Pittsburgh

Pittsburgh

Sunday, August 29, 2010

Roasted Garlic Hummus with Toasted Pine Nuts


Not much beats the hummus that I had in Israel this past January,


In Tel Aviv:


In Jerusalem:



but homemade hummus comes the closest (although I admit I really like Sabra hummus).

This hummus recipe is modified from a Simply Recipes recipe. I only had one can of chickpeas, so I split the recipe in half, but the original measurements are below in case you want to make enough dip to bring to a party or whatnot. It makes about 3 cups.

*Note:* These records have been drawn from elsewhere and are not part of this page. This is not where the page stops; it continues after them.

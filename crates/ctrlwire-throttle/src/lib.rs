//! Per-key throttle scheduler for ctrlwire.
//!
//! Each key (a property, in practice) owns a small state machine. The first
//! value offered fires immediately and opens a window of one interval.
//! Values offered while the window is open are queued, each replacing or
//! merging with the previous one, and the latest fires when the window
//! closes. A value offered after the window should already have closed
//! fires at once, even if the timer has not been serviced yet.
//!
//! | state | event | action | next |
//! |---|---|---|---|
//! | Idle | offer(v) | fire v | Pending(now) |
//! | Pending(t) / Cooling(t, _) | offer(v), now − t ≥ I | fire v | Pending(now) |
//! | Pending(t) / Cooling(t, _) | offer(v), now − t < I | queue v | Cooling(t, v) |
//! | Pending(t) | timer t + I | — | Idle |
//! | Cooling(t, q) | timer t + I | fire q | Pending(now) |
//!
//! # Integration
//!
//! The scheduler holds no task of its own. It sits inside an actor's
//! `tokio::select!` loop:
//!
//! ```ignore
//! loop {
//!     tokio::select! {
//!         Some((key, value)) = rx.recv() => {
//!             if let Some(v) = throttle.offer(key.clone(), value) { fire(key, v) }
//!         }
//!         due = throttle.wait_expired() => {
//!             for (key, v) in due { fire(key, v) }
//!         }
//!     }
//! }
//! ```

use std::collections::HashMap;
use std::hash::Hash;
use std::time::Duration;

use serde::{Deserialize, Serialize};
use tokio::time::{self, Instant};
use tracing::{trace, warn};

// ---------------------------------------------------------------------------
// Configuration
// ---------------------------------------------------------------------------

/// Configuration for a [`Throttle`].
#[derive(Debug, Clone, PartialEq, Eq, Serialize, Deserialize)]
#[serde(default)]
pub struct ThrottleConfig {
    /// Minimum spacing between two fires for the same key, in microseconds.
    /// Default: 16 667 (one frame at 60 Hz).
    pub interval_us: u64,
}

impl Default for ThrottleConfig {
    fn default() -> Self {
        Self {
            interval_us: 16_667,
        }
    }
}

impl ThrottleConfig {
    /// Longest accepted interval (one minute).
    pub const MAX_INTERVAL_US: u64 = 60_000_000;

    /// Caps the interval at [`Self::MAX_INTERVAL_US`].
    pub fn validated(mut self) -> Self {
        if self.interval_us > Self::MAX_INTERVAL_US {
            warn!(
                interval_us = self.interval_us,
                max = Self::MAX_INTERVAL_US,
                "throttle interval exceeds maximum — clamping"
            );
            self.interval_us = Self::MAX_INTERVAL_US;
        }
        self
    }

    pub fn interval(&self) -> Duration {
        Duration::from_micros(self.interval_us)
    }
}

// ---------------------------------------------------------------------------
// Metrics
// ---------------------------------------------------------------------------

/// Counters kept by a [`Throttle`].
#[derive(Debug, Clone, Default, PartialEq, Eq)]
pub struct ThrottleMetrics {
    /// Values passed to `offer`.
    pub offered: u64,
    /// Values fired directly from `offer`.
    pub fired_leading: u64,
    /// Queued values fired when a window closed.
    pub fired_trailing: u64,
    /// Queued values that were merged into a later one instead of firing.
    pub coalesced: u64,
}

// ---------------------------------------------------------------------------
// Scheduler
// ---------------------------------------------------------------------------

/// Observable state of one key.
#[derive(Debug, Clone, Copy, PartialEq, Eq)]
pub enum SlotState {
    /// No window open.
    Idle,
    /// A window is open and nothing is queued.
    Pending,
    /// A window is open and a value waits for it to close.
    Cooling,
}

enum Slot<V> {
    Pending { window_start: Instant },
    Cooling { window_start: Instant, queued: V },
}

impl<V> Slot<V> {
    fn window_start(&self) -> Instant {
        match self {
            Self::Pending { window_start } | Self::Cooling { window_start, .. } => {
                *window_start
            }
        }
    }
}

/// A per-key trailing-edge throttle.
pub struct Throttle<K, V> {
    interval: Duration,
    slots: HashMap<K, Slot<V>>,
    metrics: ThrottleMetrics,
}

impl<K, V> Throttle<K, V>
where
    K: Eq + Hash + Clone,
{
    pub fn new(config: ThrottleConfig) -> Self {
        let config = config.validated();
        Self {
            interval: config.interval(),
            slots: HashMap::new(),
            metrics: ThrottleMetrics::default(),
        }
    }

    /// The window length.
    pub fn interval(&self) -> Duration {
        self.interval
    }

    /// Offers a value for `key`; a queued value is replaced.
    ///
    /// Returns `Some(value)` when it should fire now, `None` when it was
    /// queued for the end of the current window.
    pub fn offer(&mut self, key: K, value: V) -> Option<V> {
        self.offer_with(key, value, |_queued, latest| latest)
    }

    /// Like [`offer`](Self::offer), but combines a queued value with the
    /// new one through `merge(queued, latest)`.
    pub fn offer_with(
        &mut self,
        key: K,
        value: V,
        merge: impl FnOnce(V, V) -> V,
    ) -> Option<V> {
        self.metrics.offered += 1;
        let now = Instant::now();

        let Some(slot) = self.slots.remove(&key) else {
            self.slots.insert(key, Slot::Pending { window_start: now });
            self.metrics.fired_leading += 1;
            trace!("throttle: idle key fired");
            return Some(value);
        };

        let window_start = slot.window_start();
        let value = match slot {
            Slot::Pending { .. } => value,
            Slot::Cooling { queued, .. } => {
                self.metrics.coalesced += 1;
                merge(queued, value)
            }
        };

        if now.saturating_duration_since(window_start) >= self.interval {
            // The window should already have closed; fire without waiting
            // for the timer.
            self.slots.insert(key, Slot::Pending { window_start: now });
            self.metrics.fired_leading += 1;
            trace!("throttle: overdue window fired immediately");
            Some(value)
        } else {
            self.slots.insert(
                key,
                Slot::Cooling {
                    window_start,
                    queued: value,
                },
            );
            None
        }
    }

    /// Earliest instant at which some window closes.
    pub fn next_deadline(&self) -> Option<Instant> {
        self.slots
            .values()
            .map(|slot| slot.window_start() + self.interval)
            .min()
    }

    /// Closes every window that has ended by `now`.
    ///
    /// Returns the queued values that fire as a result. Their keys start a
    /// fresh window at `now`.
    pub fn expire(&mut self, now: Instant) -> Vec<(K, V)> {
        let due: Vec<K> = self
            .slots
            .iter()
            .filter(|(_, slot)| slot.window_start() + self.interval <= now)
            .map(|(key, _)| key.clone())
            .collect();

        let mut fired = Vec::new();
        for key in due {
            if let Some(Slot::Cooling { queued, .. }) = self.slots.remove(&key) {
                self.slots
                    .insert(key.clone(), Slot::Pending { window_start: now });
                self.metrics.fired_trailing += 1;
                fired.push((key, queued));
            }
        }
        if !fired.is_empty() {
            trace!(count = fired.len(), "throttle: trailing values fired");
        }
        fired
    }

    /// Waits for the next window to close, then expires it.
    ///
    /// Pends forever while no window is open. Cancel safe: state only
    /// changes after the sleep completes.
    pub async fn wait_expired(&mut self) -> Vec<(K, V)> {
        match self.next_deadline() {
            Some(deadline) => {
                time::sleep_until(deadline).await;
                self.expire(Instant::now())
            }
            None => std::future::pending().await,
        }
    }

    /// Current state of `key`.
    pub fn state(&self, key: &K) -> SlotState {
        match self.slots.get(key) {
            None => SlotState::Idle,
            Some(Slot::Pending { .. }) => SlotState::Pending,
            Some(Slot::Cooling { .. }) => SlotState::Cooling,
        }
    }

    /// The value queued for `key`, if its window holds one.
    pub fn queued_mut(&mut self, key: &K) -> Option<&mut V> {
        match self.slots.get_mut(key)? {
            Slot::Pending { .. } => None,
            Slot::Cooling { queued, .. } => Some(queued),
        }
    }

    /// Drops `key`'s window, returning its queued value, if any.
    pub fn remove(&mut self, key: &K) -> Option<V> {
        match self.slots.remove(key)? {
            Slot::Pending { .. } => None,
            Slot::Cooling { queued, .. } => Some(queued),
        }
    }

    /// Number of keys with an open window.
    pub fn len(&self) -> usize {
        self.slots.len()
    }

    pub fn is_empty(&self) -> bool {
        self.slots.is_empty()
    }

    pub fn metrics(&self) -> &ThrottleMetrics {
        &self.metrics
    }
}
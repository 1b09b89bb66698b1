//! Property layer for ctrlwire.
//!
//! A device exposes a set of named properties. This crate describes them
//! and holds their current values:
//!
//! - [`PropertyPath`] — a dotted key such as `sysConfig.mqttPort`.
//! - [`ConfigNode`] — the configuration tree that paths point into.
//! - [`PropertyDirectory`] — the static table of properties, grouped into
//!   [`Section`]s, that maps each one to its wire command and value kind.
//! - [`FieldLayout`] — how the device's full configuration blob is laid
//!   out, so it can be parsed into a [`ConfigNode`].
//!
//! None of this talks to a socket. The client crate ties the directory to
//! the connection engine.

mod directory;
mod error;
mod layout;
mod path;
mod tree;

pub use directory::{
    PropertyDescriptor, PropertyDirectory, PropertyRole, Section, WireCommand, WriteRequest,
};
pub use error::PropsError;
pub use layout::{FieldLayout, LayoutField};
pub use path::{PathSegment, PropertyPath};
pub use tree::ConfigNode;
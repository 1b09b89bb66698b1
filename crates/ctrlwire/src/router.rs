//! Routes device notifications into the snapshot.

use std::sync::Weak;

use ctrlwire_protocol::Frame;
use tokio::sync::broadcast;
use tokio::sync::broadcast::error::RecvError;
use tracing::{debug, trace, warn};

use crate::ChangeOrigin;
use crate::client::Shared;

/// Applies every notification the engine broadcasts until the engine stops
/// or the client is dropped.
pub(crate) async fn run(shared: Weak<Shared>, mut notifications: broadcast::Receiver<Frame>) {
    loop {
        let frame = match notifications.recv().await {
            Ok(frame) => frame,
            Err(RecvError::Lagged(missed)) => {
                warn!(missed, "notification router fell behind, frames dropped");
                continue;
            }
            Err(RecvError::Closed) => break,
        };
        let Some(shared) = shared.upgrade() else {
            break;
        };
        apply(&shared, &frame);
    }
    debug!("notification router stopped");
}

/// Decodes one notification and stores its value. Does not trigger a
/// write back to the device.
pub(crate) fn apply(shared: &Shared, frame: &Frame) {
    let descriptor = {
        let snapshot = shared.read_snapshot();
        shared
            .directory
            .route(frame.frame_type, &snapshot)
            .cloned()
    };
    let Some(descriptor) = descriptor else {
        warn!(frame_type = frame.frame_type, "notification for unknown property");
        return;
    };

    match descriptor.decode_notification(frame.frame_type, &mut frame.reader()) {
        Ok(value) => {
            trace!(key = %descriptor.key, %value, "notification");
            shared.store(&descriptor.key, value, ChangeOrigin::Device);
        }
        Err(e) => {
            warn!(key = %descriptor.key, error = %e, "undecodable notification");
        }
    }
}
//! Unified error type for the ctrlwire client.

use ctrlwire_engine::EngineError;
use ctrlwire_props::PropsError;
use ctrlwire_protocol::ProtocolError;
use ctrlwire_transport::TransportError;

/// Top-level error that wraps all crate-specific errors.
///
/// The `#[from]` attribute on each wrapper variant lets `?` convert
/// sub-crate errors automatically.
#[derive(Debug, thiserror::Error)]
pub enum CtrlwireError {
    /// A transport-level error (connect, send, recv).
    #[error(transparent)]
    Transport(#[from] TransportError),

    /// A value or frame could not be encoded or decoded.
    #[error(transparent)]
    Protocol(#[from] ProtocolError),

    /// A request failed or the engine is gone.
    #[error(transparent)]
    Engine(#[from] EngineError),

    /// The property directory, a path or a layout is invalid.
    #[error(transparent)]
    Props(#[from] PropsError),

    /// The key is not in the property directory.
    #[error("unknown property `{0}`")]
    UnknownProperty(String),

    /// `set()` on an action property.
    #[error("`{0}` is an action, not a value property")]
    NotAValue(String),

    /// `trigger()` on a value property.
    #[error("`{0}` is a value property, not an action")]
    NotAnAction(String),

    /// A write or action for this property is still in flight.
    #[error("`{0}` is busy")]
    Busy(String),

    /// The client configuration file is invalid.
    #[error("invalid client config: {0}")]
    Config(#[from] serde_json::Error),

    /// The builder is missing something it needs.
    #[error("builder: {0}")]
    Builder(String),
}

#[cfg(test)]
mod tests {
    use super::*;

    #[test]
    fn test_from_transport_error() {
        let err = TransportError::ConnectionClosed("gone".into());
        let ctrl_err: CtrlwireError = err.into();
        assert!(matches!(ctrl_err, CtrlwireError::Transport(_)));
        assert!(ctrl_err.to_string().contains("gone"));
    }

    #[test]
    fn test_from_engine_error() {
        let ctrl_err: CtrlwireError = EngineError::RequestTimeout(7).into();
        assert!(matches!(ctrl_err, CtrlwireError::Engine(EngineError::RequestTimeout(7))));
        assert_eq!(ctrl_err.to_string(), "request 7 timed out");
    }

    #[test]
    fn test_from_props_error() {
        let ctrl_err: CtrlwireError = PropsError::DuplicateKey("power".into()).into();
        assert!(matches!(ctrl_err, CtrlwireError::Props(_)));
    }

    #[test]
    fn test_from_protocol_error() {
        let err = ProtocolError::PayloadTooLarge { len: 300, max: 255 };
        let ctrl_err: CtrlwireError = err.into();
        assert!(matches!(ctrl_err, CtrlwireError::Protocol(_)));
    }
}
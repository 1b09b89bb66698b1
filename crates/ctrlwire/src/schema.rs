//! Parsing the device's full configuration.

use ctrlwire_props::{ConfigNode, FieldLayout};
use ctrlwire_protocol::Frame;

use crate::CtrlwireError;

/// Turns the reply to `GET_CONFIG` into a configuration tree.
///
/// [`FieldLayout`] implements this for devices that send a packed struct.
/// Devices with a different format plug in their own implementation via
/// [`ControlClientBuilder::schema`](crate::ControlClientBuilder::schema).
pub trait ConfigSchema: Send + Sync + 'static {
    fn parse(&self, frame: &Frame) -> Result<ConfigNode, CtrlwireError>;
}

impl ConfigSchema for FieldLayout {
    fn parse(&self, frame: &Frame) -> Result<ConfigNode, CtrlwireError> {
        Ok(FieldLayout::parse(self, &mut frame.reader())?)
    }
}
// =========================================================================
// Requests
// =========================================================================

#[tokio::test(start_paused = true)]
async fn test_request_not_connected_writes_nothing() {
    let (engine, mut listener) = setup();
    assert_eq!(
        engine.request(0x10, None).await,
        Err(EngineError::NotConnected)
    );

    listener.stall_connections(true);
    engine.begin().await.unwrap();
    assert_eq!(engine.state(), ConnectionState::Connecting);
    assert_eq!(
        engine.request(0x10, Some(&[1])).await,
        Err(EngineError::NotConnected)
    );

    listener.stall_connections(false);
    let mut peer = listener.accept().await.unwrap();
    wait_for_state(&engine, ConnectionState::Connected).await;
    assert!(peer.try_recv().is_none());
}

#[tokio::test(start_paused = true)]
async fn test_request_binary_ack_and_unmatched_reply() {
    let (engine, _listener, mut peer) = connected().await;
    let request = spawn_request(&engine, 0x03, Some(vec![0x40, 0x1f]));

    let sent = next_request(&mut peer).await;
    assert_eq!(sent.signature, SIG);
    assert_eq!(sent.frame_type, 0x03);
    assert_eq!(sent.declared_len, 2);
    assert_eq!(sent.payload, [0x40, 0x1f]);
    let mut reader = sent.reader();
    assert_eq!(reader.read_u16().unwrap(), 0x1f40);

    // A reply with a different id is logged and dropped.
    peer.send(reply(sent.request_id + 100, RESPONSE_BINARY, &[9]))
        .unwrap();
    time::sleep(Duration::from_millis(10)).await;
    assert!(!request.is_finished());

    peer.send(reply(sent.request_id, RESPONSE_BINARY, &[1, 2]))
        .unwrap();
    let frame = request.await.unwrap().unwrap();
    assert_eq!(frame.request_id, sent.request_id);
    assert_eq!(frame.frame_type, RESPONSE_BINARY);
    assert_eq!(frame.payload, [1, 2]);
    assert!(engine.is_connected());
}
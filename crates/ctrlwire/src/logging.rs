//! Tracing setup for binaries built on ctrlwire.

use tracing_subscriber::{EnvFilter, fmt, prelude::*};

/// Installs a `fmt` subscriber filtered by `RUST_LOG`.
///
/// Falls back to `default_directive` (for example `"ctrlwire=info"`) when
/// `RUST_LOG` is unset or invalid. Does nothing if a global subscriber is
/// already installed.
pub fn init_tracing(default_directive: &str) {
    let filter = EnvFilter::try_from_default_env()
        .unwrap_or_else(|_| EnvFilter::new(default_directive));

    let _ = tracing_subscriber::registry()
        .with(fmt::layer().with_target(true))
        .with(filter)
        .try_init();
}
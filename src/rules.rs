//! Field validation rules
//!
//! Declarative per-field configuration for the registration form. Each
//! field carries an explicit rule set built at form-setup time — the
//! runtime never re-derives rules from markup — and every check produces
//! a fresh [`ValidationResult`], since input can change between calls.

use std::collections::BTreeMap;

use chrono::NaiveDate;
use regex::Regex;
use serde::{Deserialize, Serialize};

use crate::document::{self, DocumentKind};
use crate::mask::MaskType;
use crate::validators;

/// Default pt-BR error messages, as shown inline next to the fields.
pub mod messages {
    pub const REQUIRED: &str = "Este campo é obrigatório";
    pub const EMAIL: &str = "Por favor, insira um email válido";
    pub const CPF: &str = "CPF inválido";
    pub const CNPJ: &str = "CNPJ inválido";
    pub const CEP: &str = "CEP inválido";
    pub const PHONE: &str = "Telefone inválido";
    pub const DATE: &str = "Data inválida";
    pub const AGE: &str = "Idade mínima de 18 anos requerida";
    pub const ISSUANCE_DATE: &str = "Data de expedição inválida ou futura";
    pub const DOCUMENT_NUMBER: &str = "Número de documento inválido";
    pub const NAME: &str = "Nome inválido";
    pub const PATTERN: &str = "Formato inválido";
    pub const MATCH: &str = "Os campos não coincidem";

    pub fn min_length(min: usize) -> String {
        format!("Este campo deve ter no mínimo {min} caracteres")
    }

    pub fn max_length(max: usize) -> String {
        format!("Este campo deve ter no máximo {max} caracteres")
    }
}

/// A single validation rule attachable to a field.
#[derive(Debug, Clone)]
pub enum Rule {
    Required,
    Email,
    Cpf,
    Cnpj,
    Cep,
    Phone,
    Date,
    Age,
    IssuanceDate,
    Name,
    MinLength(usize),
    MaxLength(usize),
    /// Arbitrary regex the whole value must match.
    Pattern(Regex),
    /// Value must equal the named sibling field's value.
    Match { other: String },
    /// Document number validated against the kind selected in a sibling
    /// field (`RG`, `CNH` or `Passaporte`).
    DocumentNumber { kind_field: String },
}

/// Outcome of validating one field: a verdict plus the inline message to
/// render when invalid.
#[derive(Debug, Clone, PartialEq, Eq, Serialize, Deserialize)]
pub struct ValidationResult {
    pub is_valid: bool,
    pub message: Option<String>,
}

impl ValidationResult {
    pub fn ok() -> Self {
        Self { is_valid: true, message: None }
    }

    pub fn fail(message: impl Into<String>) -> Self {
        Self { is_valid: false, message: Some(message.into()) }
    }
}

/// Which conditional section of the form a field belongs to.
#[derive(Debug, Clone, Copy, PartialEq, Eq, Serialize, Deserialize)]
pub enum Section {
    General,
    Residence,
    /// Hidden and mirrored while "same address" is checked.
    Correspondence,
    /// Visible and required only for married / stable-union investors.
    Spouse,
}

/// A rule with an optional per-field message override.
#[derive(Debug, Clone)]
pub struct AttachedRule {
    pub rule: Rule,
    pub message: Option<String>,
}

impl From<Rule> for AttachedRule {
    fn from(rule: Rule) -> Self {
        Self { rule, message: None }
    }
}

/// Explicit configuration for one form field, assembled once at setup.
#[derive(Debug, Clone)]
pub struct FieldConfig {
    pub name: String,
    pub label: String,
    pub mask: Option<MaskType>,
    pub rules: Vec<AttachedRule>,
    pub section: Section,
}

impl FieldConfig {
    pub fn new(name: impl Into<String>, label: impl Into<String>) -> Self {
        Self {
            name: name.into(),
            label: label.into(),
            mask: None,
            rules: Vec::new(),
            section: Section::General,
        }
    }

    pub fn mask(mut self, mask: MaskType) -> Self {
        self.mask = Some(mask);
        self
    }

    pub fn rule(mut self, rule: Rule) -> Self {
        self.rules.push(rule.into());
        self
    }

    pub fn rule_with_message(mut self, rule: Rule, message: impl Into<String>) -> Self {
        self.rules.push(AttachedRule { rule, message: Some(message.into()) });
        self
    }

    pub fn section(mut self, section: Section) -> Self {
        self.section = section;
        self
    }

    /// Whether the field carries a `Required` rule of its own.
    pub fn is_required(&self) -> bool {
        self.rules
            .iter()
            .any(|a| matches!(a.rule, Rule::Required))
    }
}

/// Validate a value against a field's rule set.
///
/// `values` exposes the other fields for cross-field rules, `today` fixes
/// the reference date for age/issuance checks. Rule order matters: the
/// required check runs first, then `Name`, then the remaining rules in
/// declaration order; the first failure wins.
pub fn validate_value(
    field: &FieldConfig,
    raw: &str,
    values: &BTreeMap<String, String>,
    today: NaiveDate,
) -> ValidationResult {
    let trimmed = raw.trim();

    if field.is_required() && trimmed.is_empty() {
        let msg = rule_message(field, |r| matches!(r, Rule::Required));
        return ValidationResult::fail(msg.unwrap_or_else(|| messages::REQUIRED.to_string()));
    }

    // Optional and empty: nothing else to check
    if trimmed.is_empty() {
        return ValidationResult::ok();
    }

    // Name runs before the other format rules, as in the original chain
    if let Some(attached) = field
        .rules
        .iter()
        .find(|a| matches!(a.rule, Rule::Name))
    {
        if !validators::is_valid_name(raw) {
            return fail_with(attached, messages::NAME);
        }
    }

    for attached in &field.rules {
        let valid = match &attached.rule {
            Rule::Required | Rule::Name => continue,
            Rule::Email => validators::is_valid_email(trimmed),
            Rule::Cpf => document::is_valid_cpf(trimmed),
            Rule::Cnpj => document::is_valid_cnpj(trimmed),
            Rule::Cep => validators::is_valid_cep(trimmed),
            Rule::Phone => validators::is_valid_phone(trimmed),
            Rule::Date => validators::is_valid_date(trimmed),
            Rule::Age => validators::parse_br_date(trimmed)
                .map(|birth| validators::is_of_age_on(birth, today))
                .unwrap_or(false),
            Rule::IssuanceDate => validators::is_valid_issuance_date_on(trimmed, today),
            Rule::MinLength(min) => trimmed.chars().count() >= *min,
            Rule::MaxLength(max) => trimmed.chars().count() <= *max,
            Rule::Pattern(pattern) => pattern.is_match(trimmed),
            Rule::Match { other } => {
                values.get(other).map(String::as_str).unwrap_or("") == trimmed
            }
            Rule::DocumentNumber { kind_field } => {
                match values.get(kind_field).and_then(|v| DocumentKind::parse(v)) {
                    Some(kind) => document::is_valid_document_number(trimmed, kind),
                    // No kind selected yet: nothing to validate against
                    None => true,
                }
            }
        };

        if !valid {
            tracing::debug!(
                field = %field.name,
                rule = ?attached.rule,
                "field validation failed"
            );
            return fail_with(attached, &default_message(&attached.rule));
        }
    }

    ValidationResult::ok()
}

fn fail_with(attached: &AttachedRule, fallback: &str) -> ValidationResult {
    ValidationResult::fail(
        attached
            .message
            .clone()
            .unwrap_or_else(|| fallback.to_string()),
    )
}

fn rule_message(field: &FieldConfig, pick: impl Fn(&Rule) -> bool) -> Option<String> {
    field
        .rules
        .iter()
        .find(|a| pick(&a.rule))
        .and_then(|a| a.message.clone())
}

fn default_message(rule: &Rule) -> String {
    match rule {
        Rule::Required => messages::REQUIRED.to_string(),
        Rule::Email => messages::EMAIL.to_string(),
        Rule::Cpf => messages::CPF.to_string(),
        Rule::Cnpj => messages::CNPJ.to_string(),
        Rule::Cep => messages::CEP.to_string(),
        Rule::Phone => messages::PHONE.to_string(),
        Rule::Date => messages::DATE.to_string(),
        Rule::Age => messages::AGE.to_string(),
        Rule::IssuanceDate => messages::ISSUANCE_DATE.to_string(),
        Rule::Name => messages::NAME.to_string(),
        Rule::MinLength(min) => messages::min_length(*min),
        Rule::MaxLength(max) => messages::max_length(*max),
        Rule::Pattern(_) => messages::PATTERN.to_string(),
        Rule::Match { .. } => messages::MATCH.to_string(),
        Rule::DocumentNumber { .. } => messages::DOCUMENT_NUMBER.to_string(),
    }
}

I found the original recipe to be a bit too heavy on the tahini, but delicious otherwise, so I'm going to change the recipe to include quite a bit less tahini. You can always add more at the end anyway. I also added a little more olive oil and lemon juice to get the taste/slightly creamier consistency that I wanted. Lastly, I used the roasted garlic that I just posted about, but if you want to make this more quickly, you can use regular garlic.

Ingredients

4-5 cloves roasted garlic (or 4-5 minced and smashed raw garlic cloves)
2 15oz cans of chickpeas/garbanzo beans, drained and rinsed
2 tablespoons tahini
1/3 cup lemon juice, plus more to taste
1/2 cup water
1/4 cup olive oil, plus more to taste
1/2 teaspoon salt
1-2 handfuls toasted pine nuts
Chopped parsley for garnish, optional

1. Toast the pine nuts over low heat.

2. In a food processor, combine the garlic, chickpeas, tahini, lemon juice, water and olive oil. Combine until smooth. Add salt and mix again.

3.
Move hummus to a dish and mix in toasted pine nuts and chopped parsley.